[Dataset entries]
use serde::Serialize;
use std::fmt;
use std::time::Duration;

/// Stable, wire-level error categories
#[derive(Debug, Clone, Copy, PartialEq, Eq, Hash, Serialize)]
#[serde(rename_all = "SCREAMING_SNAKE_CASE")]
pub enum ErrorKind {
    MissingFilename,
    UnsupportedFormat,
    EmptyFile,
    FileTooLarge,
    RateLimited,
    ModelNotLoaded,
    TranscriptionFailed,
    Unexpected,
}

impl ErrorKind {
    /// Wire code, e.g. `UNSUPPORTED_FORMAT`
    pub fn as_str(&self) -> &'static str {
        match self {
            Self::MissingFilename => "MISSING_FILENAME",
            Self::UnsupportedFormat => "UNSUPPORTED_FORMAT",
            Self::EmptyFile => "EMPTY_FILE",
            Self::FileTooLarge => "FILE_TOO_LARGE",
            Self::RateLimited => "RATE_LIMITED",
            Self::ModelNotLoaded => "MODEL_NOT_LOADED",
            Self::TranscriptionFailed => "TRANSCRIPTION_FAILED",
            Self::Unexpected => "UNEXPECTED",
        }
    }

    /// Human-readable category shown in the `error` field of responses
    pub fn title(&self) -> &'static str {
        match self {
            Self::MissingFilename
            | Self::UnsupportedFormat
            | Self::EmptyFile
            | Self::FileTooLarge => "Validation Error",
            Self::RateLimited => "Rate Limit Error",
            Self::ModelNotLoaded | Self::TranscriptionFailed => "Transcription Error",
            Self::Unexpected => "Internal Error",
        }
    }

    /// Get HTTP status code
    ///
    /// `FILE_TOO_LARGE` reports 413 here; the server may be configured to
    /// answer 400 instead.
    pub fn status_code(&self) -> u16 {
        match self {
            Self::MissingFilename | Self::UnsupportedFormat | Self::EmptyFile => 400,
            Self::FileTooLarge => 413,
            Self::RateLimited => 429,
            Self::ModelNotLoaded | Self::TranscriptionFailed | Self::Unexpected => 500,
        }
    }

    pub fn is_validation(&self) -> bool {
        matches!(
            self,
            Self::MissingFilename | Self::UnsupportedFormat | Self::EmptyFile | Self::FileTooLarge
        )
    }
}

impl fmt::Display for ErrorKind {
    fn fmt(&self, f: &mut fmt::Formatter<'_>) -> fmt::Result {
        f.write_str(self.as_str())
    }
}

/// VoiceTranscript error types
#[derive(Debug, thiserror::Error)]
pub enum VoiceTranscriptError {
    /// Upload rejected by input validation
    #[error("{message}")]
    Validation { kind: ErrorKind, message: String },

    /// Client exceeded its request quota
    #[error("{message}")]
    RateLimited { message: String, retry_after: Duration },

    /// No engine was loaded at startup
    #[error("Transcription model not initialized")]
    ModelNotLoaded,

    /// Engine call failed; the detail is for logs only
    #[error("Transcription failed: {0}")]
    Transcription(String),

    /// Rate limit store error
    #[error("Rate limit store error: {0}")]
    Store(String),

    /// Configuration error
    #[error("Configuration error: {0}")]
    Config(String),

    /// Network/HTTP error
    #[error("Network error: {0}")]
    Network(String),

    /// Internal error
    #[error("Internal error: {0}")]
    Internal(String),

    /// IO error
    #[error("IO error: {0}")]
    Io(#[from] std::io::Error),
}

impl VoiceTranscriptError {
    /// Create validation error
    pub fn validation<S: Into<String>>(kind: ErrorKind, msg: S) -> Self {
        Self::Validation {
            kind,
            message: msg.into(),
        }
    }

    /// Create rate limited error
    pub fn rate_limited<S: Into<String>>(msg: S, retry_after: Duration) -> Self {
        Self::RateLimited {
            message: msg.into(),
            retry_after,
        }
    }

    /// Create transcription error
    pub fn transcription<S: Into<String>>(msg: S) -> Self {
        Self::Transcription(msg.into())
    }

    /// Create store error
    pub fn store<S: Into<String>>(msg: S) -> Self {
        Self::Store(msg.into())
    }

    /// Create config error
    pub fn config<S: Into<String>>(msg: S) -> Self {
        Self::Config(msg.into())
    }

    /// Create network error
    pub fn network<S: Into<String>>(msg: S) -> Self {
        Self::Network(msg.into())
    }

    /// Create internal error
    pub fn internal<S: Into<String>>(msg: S) -> Self {
        Self::Internal(msg.into())
    }

    /// Classify into the closed wire taxonomy
    pub fn kind(&self) -> ErrorKind {
        match self {
            Self::Validation { kind, .. } => *kind,
            Self::RateLimited { .. } => ErrorKind::RateLimited,
            Self::ModelNotLoaded => ErrorKind::ModelNotLoaded,
            Self::Transcription(_) => ErrorKind::TranscriptionFailed,
            Self::Store(_)
            | Self::Config(_)
            | Self::Network(_)
            | Self::Internal(_)
            | Self::Io(_) => ErrorKind::Unexpected,
        }
    }

    /// Message safe to return to a caller. Never contains paths or engine output.
    pub fn public_message(&self) -> String {
        match self {
            Self::Validation { message, .. } | Self::RateLimited { message, .. } => message.clone(),
            Self::ModelNotLoaded => "Transcription model not initialized".to_string(),
            Self::Transcription(_) => "Transcription failed".to_string(),
            _ => "An unexpected error occurred".to_string(),
        }
    }

    /// Retry hint carried by rate limit denials
    pub fn retry_after(&self) -> Option<Duration> {
        match self {
            Self::RateLimited { retry_after, .. } => Some(*retry_after),
            _ => None,
        }
    }
}

#[cfg(test)]
mod tests {
    use super::*;

    #[test]
    fn test_kind_status_codes() {
        assert_eq!(ErrorKind::MissingFilename.status_code(), 400);
        assert_eq!(ErrorKind::UnsupportedFormat.status_code(), 400);
        assert_eq!(ErrorKind::EmptyFile.status_code(), 400);
        assert_eq!(ErrorKind::FileTooLarge.status_code(), 413);
        assert_eq!(ErrorKind::RateLimited.status_code(), 429);
        assert_eq!(ErrorKind::ModelNotLoaded.status_code(), 500);
        assert_eq!(ErrorKind::TranscriptionFailed.status_code(), 500);
        assert_eq!(ErrorKind::Unexpected.status_code(), 500);
    }

    #[test]
    fn test_kind_serializes_as_wire_code() {
        let json = serde_json::to_string(&ErrorKind::FileTooLarge).unwrap();
        assert_eq!(json, "\"FILE_TOO_LARGE\"");
        assert_eq!(ErrorKind::TranscriptionFailed.to_string(), "TRANSCRIPTION_FAILED");
    }

    #[test]
    fn test_error_classification() {
        let err = VoiceTranscriptError::validation(ErrorKind::EmptyFile, "Empty file uploaded");
        assert_eq!(err.kind(), ErrorKind::EmptyFile);
        assert_eq!(err.public_message(), "Empty file uploaded");

        let err = VoiceTranscriptError::transcription("decoder blew up at /tmp/upload-x.wav");
        assert_eq!(err.kind(), ErrorKind::TranscriptionFailed);
        assert!(!err.public_message().contains("/tmp"));

        let io = std::io::Error::new(std::io::ErrorKind::PermissionDenied, "/var/secret");
        let err: VoiceTranscriptError = io.into();
        assert_eq!(err.kind(), ErrorKind::Unexpected);
        assert!(!err.public_message().contains("secret"));
    }

    #[test]
    fn test_retry_after_only_on_rate_limit() {
        let err = VoiceTranscriptError::rate_limited("slow down", Duration::from_secs(12));
        assert_eq!(err.retry_after(), Some(Duration::from_secs(12)));
        assert_eq!(VoiceTranscriptError::ModelNotLoaded.retry_after(), None);
    }
}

## Exercise directions
All lines of the data above that include the word "json" must be shown.

## Problem solution
        let json = serde_json::to_string(&ErrorKind::FileTooLarge).unwrap();
        assert_eq!(json, "\"FILE_TOO_LARGE\"");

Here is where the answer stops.